Sara Drummond-Curtis - UCL
Title: Multi-timescale dynamics of microswimmers
Abstract: Microswimmers typically undergo rapid motion to propel themselves through fluid. When considering the long-time swimmer dynamics of interest, the effect of the rapid motion is often assumed to average out without significantly affecting the trajectories. However, recent work has shown that this is not always the case. In this talk, we consider how the interaction between rapid propulsive motion and environmental factors influences swimmer trajectories. Touching upon examples of boundaries and external flows, we exploit the separation of timescales through a systematic multiscale analysis to derive effective equations for the long-time dynamics. As a result of our analysis, qualitatively different predictions emerge, highlighting the role of fast-time motion on the long-time swimmer dynamics as they navigate their environment.

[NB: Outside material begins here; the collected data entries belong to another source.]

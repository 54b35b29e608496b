//! Tabular presentation of a [`FitIndexReport`]: one row per index.

use crate::fit_index::{FitIndexName, FitIndexReport};
use serde::Serialize;

/// Shown in the value column when an index is absent.
pub const MISSING_MARKER: &str = "n/a";

#[derive(Debug, Clone, Copy, PartialEq, Serialize)]
pub struct FitTableRow {
    pub index: FitIndexName,
    pub value: Option<f64>,
}

impl FitTableRow {
    pub fn value_cell(&self) -> String {
        match self.value {
            Some(v) => v.to_string(),
            None => MISSING_MARKER.to_string(),
        }
    }
}

/// Two-column table (`Index`, `Value`) in declaration order.
#[derive(Debug, Clone, PartialEq, Serialize)]
pub struct FitTable {
    pub rows: Vec<FitTableRow>,
}

impl FitTable {
    pub const HEADERS: [&'static str; 2] = ["Index", "Value"];

    pub fn from_report(report: &FitIndexReport) -> Self {
        let rows = report
            .iter()
            .map(|(index, value)| FitTableRow { index, value })
            .collect();
        Self { rows }
    }

    /// Fixed-width plain-text rendering for terminals.
    pub fn render_text(&self) -> String {
        let cells: Vec<(String, String)> = self
            .rows
            .iter()
            .map(|r| (r.index.label().to_string(), r.value_cell()))
            .collect();
        let name_w = cells
            .iter()
            .map(|(n, _)| n.len())
            .chain(std::iter::once(Self::HEADERS[0].len()))
            .max()
            .unwrap_or(0);
        let value_w = cells
            .iter()
            .map(|(_, v)| v.len())
            .chain(std::iter::once(Self::HEADERS[1].len()))
            .max()
            .unwrap_or(0);

        let mut out = String::new();
        out.push_str(&format!(
            "{:<name_w$}  {:>value_w$}\n",
            Self::HEADERS[0],
            Self::HEADERS[1]
        ));
        out.push_str(&format!("{}  {}\n", "-".repeat(name_w), "-".repeat(value_w)));
        for (name, value) in &cells {
            out.push_str(&format!("{:<name_w$}  {:>value_w$}\n", name, value));
        }
        out
    }

    /// GFM pipe table.
    pub fn render_markdown(&self) -> String {
        let mut out = String::from("| Index | Value |\n| --- | ---: |\n");
        for row in &self.rows {
            out.push_str(&format!("| {} | {} |\n", row.index, row.value_cell()));
        }
        out
    }
}

#[cfg(test)]
mod tests {
    use super::*;

    fn sample() -> FitTable {
        FitTable::from_report(&FitIndexReport::from_pairs([
            (FitIndexName::Cfi, Some(0.97)),
            (FitIndexName::Rmsea, Some(0.045)),
        ]))
    }

    #[test]
    fn one_row_per_index_in_order() {
        let table = sample();
        assert_eq!(table.rows.len(), 13);
        assert_eq!(table.rows[0].index, FitIndexName::Cfi);
        assert_eq!(table.rows[12].index, FitIndexName::Ecvi);
    }

    #[test]
    fn missing_values_use_marker() {
        let table = sample();
        assert_eq!(table.rows[0].value_cell(), "0.97");
        assert_eq!(table.rows[1].value_cell(), MISSING_MARKER);
    }

    #[test]
    fn text_rendering_has_header_and_rows() {
        let text = sample().render_text();
        let lines: Vec<&str> = text.lines().collect();
        assert_eq!(lines.len(), 2 + 13);
        assert!(lines[0].starts_with("Index"));
        assert!(lines[2].starts_with("CFI"));
        assert!(lines[2].ends_with("0.97"));
        assert!(text.contains("RMSEA"));
    }

    #[test]
    fn markdown_rendering() {
        let md = sample().render_markdown();
        assert!(md.starts_with("| Index | Value |\n| --- | ---: |\n"));
        assert!(md.contains("| CFI | 0.97 |"));
        assert!(md.contains("| TLI | n/a |"));
        assert_eq!(md.lines().count(), 15);
    }

    #[test]
    fn extreme_values_are_shown_as_is() {
        let table = FitTable::from_report(&FitIndexReport::from_pairs([
            (FitIndexName::Cfi, Some(1e308)),
            (FitIndexName::Ecvi, Some(f64::INFINITY)),
            (FitIndexName::Mfi, Some(-1e308)),
        ]));
        assert_eq!(table.rows[0].value_cell(), format!("{}", 1e308));
        assert_eq!(table.rows[12].value_cell(), "inf");
        assert!(table.rows[11].value_cell().starts_with("-1000"));
        let text = table.render_text();
        assert!(text.lines().any(|l| l.starts_with("ECVI") && l.trim_end().ends_with("inf")));
    }
}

Hsiang-Yun Tseng - Cambridge
Title: Mechanical effects on competition between two-species biofilms
Abstract: While the advancing fronts of expanding bacterial colonies are often successfully modeled as homogeneous continuum fluids, real biofilms are complex active mixtures of phenotypically diverse individuals. A prominent example is the coexistence of large, slow-growing, matrix-producing cells and small, fast-dividing, motile flagellated cells. In this work, we explore how disparities between the two species—specifically geometry and growth rate—shape the competitive landscape at the expanding colony front. By performing agent-based simulations and developing a phenomenological continuum model, we aim to characterize the mechanical properties of the boundaries separating these distinct domains formed by the two species and uncover the conditions required for stable coexistence during spatial expansion.
Ross Monaghan - Imperial
Title: Complete wetting of active Brownian particle
Abstract: In equilibrium systems, one can control the height of a film wetting a surface by tuning the chemical potential of the liquid; at gas-liquid coexistence the surface height diverges in a transition known as a complete wetting transition. We explore a non equilibrium system consisting of active Brownian particles accumulating at a hard-wall. We introduce a particle reservoir with fixed density to act as a source of active particles. By tuning the particle density of this reservoir, we demonstrate how one can induce a complete wetting transition for the active particles accumulating at the wall.